▶ **TASK TO COMPLETE**
Please write out, exactly, every line of the listing from its first line through the one that includes "filename crates/core/src/types/id.rs".

▶ **DATA EXTRACTS**
+-------+
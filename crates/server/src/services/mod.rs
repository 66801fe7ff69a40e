//! Business logic services.
//!
//! # Services
//!
//! - `customers` - Customer and product operations over the store and cache
//! - `store` - The [`CustomerStore`] seam and its `PostgreSQL` implementation

pub mod customers;
pub mod error;
pub mod store;

pub use customers::CustomerService;
pub use error::CustomerError;
pub use store::{CustomerStore, PgStore};
//! Database migration command.
//!
//! Applies the migrations in `crates/server/migrations/`, which are
//! embedded at build time.
//!
//! # Environment Variables
//!
//! - `CLIENTELE_DATABASE_URL` - `PostgreSQL` connection string (falls back to `DATABASE_URL`)

use super::{CliError, connect};

/// Run pending migrations.
///
/// # Errors
///
/// Returns `CliError` if the database is unreachable or a migration fails.
pub async fn run() -> Result<(), CliError> {
    let pool = connect().await?;

    tracing::info!("Running migrations...");
    sqlx::migrate!("../server/migrations").run(&pool).await?;

    tracing::info!("Migrations complete");
    Ok(())
}
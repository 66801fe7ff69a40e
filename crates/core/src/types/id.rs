//! Newtype IDs for type-safe entity references.
//!
//! Use the `define_id!` macro to create type-safe ID wrappers that prevent
//! accidentally mixing IDs from different entity types.

/// Macro to define a type-safe ID wrapper.
///
/// Creates a newtype wrapper around an integer type with:
/// - `Serialize`/`Deserialize` with `#[serde(transparent)]`
/// - `Debug`, `Clone`, `Copy`, `PartialEq`, `Eq`, `PartialOrd`, `Ord`, `Hash`
/// - Conversion methods: `new()`, `get()`
/// - `From` conversions to and from the inner integer, and `FromStr`
/// - `sqlx` `Type`, `Encode`, and `Decode` implementations (with `postgres` feature)
///
/// # Example
///
/// ```rust
/// # use clientele_core::define_id;
/// define_id!(InvoiceId, i32);
/// define_id!(AccountId, i64);
///
/// let invoice_id = InvoiceId::new(1);
/// let account_id = AccountId::new(1);
///
/// // These are different types, so this won't compile:
/// // let _: InvoiceId = account_id;
/// ```
#[macro_export]
macro_rules! define_id {
    ($name:ident, $inner:ty) => {
        #[derive(
            Debug,
            Clone,
            Copy,
            PartialEq,
            Eq,
            PartialOrd,
            Ord,
            Hash,
            ::serde::Serialize,
            ::serde::Deserialize
        )]
        #[serde(transparent)]
        pub struct $name($inner);

        impl $name {
            /// Create a new ID from its raw value.
            #[must_use]
            pub const fn new(id: $inner) -> Self {
                Self(id)
            }

            /// Get the underlying raw value.
            #[must_use]
            pub const fn get(&self) -> $inner {
                self.0
            }
        }

        impl ::core::fmt::Display for $name {
            fn fmt(&self, f: &mut ::core::fmt::Formatter<'_>) -> ::core::fmt::Result {
                write!(f, "{}", self.0)
            }
        }

        impl ::core::str::FromStr for $name {
            type Err = ::core::num::ParseIntError;

            fn from_str(s: &str) -> ::core::result::Result<Self, Self::Err> {
                s.trim().parse::<$inner>().map(Self)
            }
        }

        impl From<$inner> for $name {
            fn from(id: $inner) -> Self {
                Self(id)
            }
        }

        impl From<$name> for $inner {
            fn from(id: $name) -> Self {
                id.0
            }
        }

        #[cfg(feature = "postgres")]
        impl ::sqlx::Type<::sqlx::Postgres> for $name {
            fn type_info() -> ::sqlx::postgres::PgTypeInfo {
                <$inner as ::sqlx::Type<::sqlx::Postgres>>::type_info()
            }

            fn compatible(ty: &::sqlx::postgres::PgTypeInfo) -> bool {
                <$inner as ::sqlx::Type<::sqlx::Postgres>>::compatible(ty)
            }
        }

        #[cfg(feature = "postgres")]
        impl<'r> ::sqlx::Decode<'r, ::sqlx::Postgres> for $name {
            fn decode(
                value: ::sqlx::postgres::PgValueRef<'r>,
            ) -> ::core::result::Result<Self, ::sqlx::error::BoxDynError> {
                let id = <$inner as ::sqlx::Decode<::sqlx::Postgres>>::decode(value)?;
                Ok(Self(id))
            }
        }

        #[cfg(feature = "postgres")]
        impl ::sqlx::Encode<'_, ::sqlx::Postgres> for $name {
            fn encode_by_ref(
                &self,
                buf: &mut ::sqlx::postgres::PgArgumentBuffer,
            ) -> ::std::result::Result<::sqlx::encode::IsNull, ::sqlx::error::BoxDynError> {
                <$inner as ::sqlx::Encode<::sqlx::Postgres>>::encode_by_ref(&self.0, buf)
            }
        }
    };
}

define_id!(CustomerId, i64);
define_id!(ProductId, i32);

impl CustomerId {
    /// Smallest generated customer ID (10 digits).
    pub const MIN: i64 = 1_000_000_000;
    /// Largest generated customer ID (10 digits).
    pub const MAX: i64 = 9_999_999_999;

    /// Whether the ID lies in the 10-digit range the generator draws from.
    #[must_use]
    pub const fn is_ten_digits(&self) -> bool {
        self.0 >= Self::MIN && self.0 <= Self::MAX
    }
}
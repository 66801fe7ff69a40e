//! Domain types for Clientele.
//!
//! This module provides type-safe wrappers and the record shapes exchanged
//! between the store, the cache, and clients.

pub mod customer;
pub mod email;
pub mod id;
pub mod price;
pub mod product;
pub mod validation;

pub use customer::{
    Customer, CustomerDraft, CustomerFields, IdentifierSnapshot, Lookup, LookupKey,
};
pub use email::{Email, EmailError};
pub use id::*;
pub use price::Price;
pub use product::{Product, ProductDraft, ProductFields};
pub use validation::ValidationError;
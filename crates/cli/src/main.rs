//! Clientele CLI - database migrations and maintenance.
//!
//! # Usage
//!
//! ```bash
//! # Run database migrations
//! clientele-cli migrate
//!
//! # Delete every customer and product through the running server
//! # (asks for --yes; server from --server or CLIENTELE_SERVER_URL)
//! clientele-cli flush --yes
//!
//! # Print all customers as JSON
//! clientele-cli customers list
//! ```

#![cfg_attr(not(test), forbid(unsafe_code))]

use clap::{Parser, Subcommand};

mod commands;

#[derive(Parser)]
#[command(name = "clientele-cli")]
#[command(author, version, about = "Clientele CLI tools")]
struct Cli {
    #[command(subcommand)]
    command: Commands,
}

#[derive(Subcommand)]
enum Commands {
    /// Run database migrations
    Migrate,
    /// Delete all customers and products via the server's flush endpoint
    Flush {
        /// Confirm the irreversible deletion
        #[arg(long)]
        yes: bool,
        /// Server base URL [default: $CLIENTELE_SERVER_URL or http://127.0.0.1:8080]
        #[arg(long)]
        server: Option<String>,
    },
    /// Inspect customers
    Customers {
        #[command(subcommand)]
        action: CustomerAction,
    },
}

#[derive(Subcommand)]
enum CustomerAction {
    /// Print every customer as JSON, newest ID first
    List,
}

#[tokio::main]
async fn main() {
    tracing_subscriber::fmt::init();

    let cli = Cli::parse();

    if let Err(e) = run(cli).await {
        tracing::error!("Command failed: {e}");
        std::process::exit(1);
    }
}

async fn run(cli: Cli) -> Result<(), commands::CliError> {
    match cli.command {
        Commands::Migrate => commands::migrate::run().await,
        Commands::Flush { yes, server } => {
            let server = server.unwrap_or_else(commands::flush::server_url_from_env);
            commands::flush::run(&server, yes).await.map(drop)
        }
        Commands::Customers { action } => match action {
            CustomerAction::List => commands::customers::list().await,
        },
    }
}

#[cfg(test)]
mod tests {
    use clap::CommandFactory;

    use super::*;

    #[test]
    fn test_cli_definition() {
        Cli::command().debug_assert();
    }

    #[test]
    fn test_flush_flag() {
        let cli = Cli::try_parse_from(["clientele-cli", "flush", "--yes"]);
        assert!(matches!(
            cli.map(|c| c.command),
            Ok(Commands::Flush {
                yes: true,
                server: None
            })
        ));

        let cli = Cli::try_parse_from(["clientele-cli", "flush"]);
        assert!(matches!(
            cli.map(|c| c.command),
            Ok(Commands::Flush { yes: false, .. })
        ));

        let cli = Cli::try_parse_from([
            "clientele-cli",
            "flush",
            "--yes",
            "--server",
            "http://db-admin:8080",
        ]);
        assert!(matches!(
            cli.map(|c| c.command),
            Ok(Commands::Flush { server: Some(ref url), .. }) if url == "http://db-admin:8080"
        ));
    }
}
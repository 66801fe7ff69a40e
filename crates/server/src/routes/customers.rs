//! Customer endpoints.

use axum::{
    Json,
    extract::{Path, Query, State, rejection::JsonRejection},
    http::StatusCode,
};
use serde::{Deserialize, Serialize};

use clientele_core::{Customer, CustomerDraft, ValidationError};

use super::{json_rejection, parse_customer_id};
use crate::error::Result;
use crate::services::CustomerError;
use crate::state::AppState;

/// Response carrying a single customer.
#[derive(Debug, Serialize)]
pub struct CustomerCreated {
    pub message: String,
    pub customer: Customer,
}

/// Response carrying every customer.
#[derive(Debug, Serialize)]
pub struct CustomerList {
    pub message: String,
    pub customers: Vec<Customer>,
}

/// Response for operations that return no record.
#[derive(Debug, Serialize)]
pub struct MessageResponse {
    pub message: String,
}

/// Query parameters of the search endpoint.
#[derive(Debug, Deserialize)]
pub struct SearchParams {
    #[serde(rename = "type")]
    pub key_type: Option<String>,
    pub value: Option<String>,
}

/// POST /api/customers
///
/// # Errors
///
/// 400 for invalid input, 409 if a document ID is already registered.
pub async fn create(
    State(state): State<AppState>,
    payload: std::result::Result<Json<CustomerDraft>, JsonRejection>,
) -> Result<(StatusCode, Json<CustomerCreated>)> {
    let Json(draft) = payload.map_err(|e| json_rejection(&e))?;
    let customer = state.service().create_customer(draft).await?;

    Ok((
        StatusCode::CREATED,
        Json(CustomerCreated {
            message: "Customer created successfully".to_string(),
            customer,
        }),
    ))
}

/// GET /api/customers/all
///
/// # Errors
///
/// 503 if the store cannot be queried.
pub async fn list(State(state): State<AppState>) -> Result<Json<CustomerList>> {
    let customers = state.service().list_customers().await?;

    Ok(Json(CustomerList {
        message: format!("Successfully retrieved {} customers", customers.len()),
        customers,
    }))
}

/// GET /api/customers/search?type={type}&value={value}
///
/// # Errors
///
/// 400 for a missing or unknown type, 404 if nobody has that identifier.
pub async fn search(
    State(state): State<AppState>,
    Query(params): Query<SearchParams>,
) -> Result<Json<Customer>> {
    let key_type = params
        .key_type
        .ok_or(CustomerError::Validation(ValidationError::MissingField("type")))?;
    let value = params
        .value
        .ok_or(CustomerError::Validation(ValidationError::MissingField("value")))?;

    let customer = state.service().search(&key_type, &value).await?;
    Ok(Json(customer))
}

/// PUT /api/customers/{customer_id}
///
/// Replaces every mutable field. `customer_id` and `created_at` are kept.
///
/// # Errors
///
/// 400 for a malformed ID or invalid input, 404 if the customer does not
/// exist, 409 on an identifier conflict.
pub async fn update(
    State(state): State<AppState>,
    Path(customer_id): Path<String>,
    payload: std::result::Result<Json<CustomerDraft>, JsonRejection>,
) -> Result<Json<Customer>> {
    let id = parse_customer_id(&customer_id)?;
    let Json(draft) = payload.map_err(|e| json_rejection(&e))?;

    let customer = state.service().update_customer(id, draft).await?;
    Ok(Json(customer))
}

/// DELETE /api/customers/{customer_id}
///
/// # Errors
///
/// 400 for a malformed ID, 404 if the customer does not exist.
pub async fn delete(
    State(state): State<AppState>,
    Path(customer_id): Path<String>,
) -> Result<Json<MessageResponse>> {
    let id = parse_customer_id(&customer_id)?;
    state.service().delete_customer(id).await?;

    Ok(Json(MessageResponse {
        message: format!("Customer ID {id} and associated products deleted successfully"),
    }))
}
+-------+
▶ **SOLUTION TO THIS EXERCISE**
filename crates/server/src/services/mod.rs
repository 66801fe7ff69a40e
//! Business logic services.
//!
//! # Services
//!
//! - `customers` - Customer and product operations over the store and cache
//! - `store` - The [`CustomerStore`] seam and its `PostgreSQL` implementation

pub mod customers;
pub mod error;
pub mod store;

pub use customers::CustomerService;
pub use error::CustomerError;
pub use store::{CustomerStore, PgStore};
//! Database migration command.
//!
//! Applies the migrations in `crates/server/migrations/`, which are
//! embedded at build time.
//!
//! # Environment Variables
//!
//! - `CLIENTELE_DATABASE_URL` - `PostgreSQL` connection string (falls back to `DATABASE_URL`)

use super::{CliError, connect};

/// Run pending migrations.
///
/// # Errors
///
/// Returns `CliError` if the database is unreachable or a migration fails.
pub async fn run() -> Result<(), CliError> {
    let pool = connect().await?;

    tracing::info!("Running migrations...");
    sqlx::migrate!("../server/migrations").run(&pool).await?;

    tracing::info!("Migrations complete");
    Ok(())
}
repository 66801fe7ff69a40e
filename crates/core/src/types/id.rs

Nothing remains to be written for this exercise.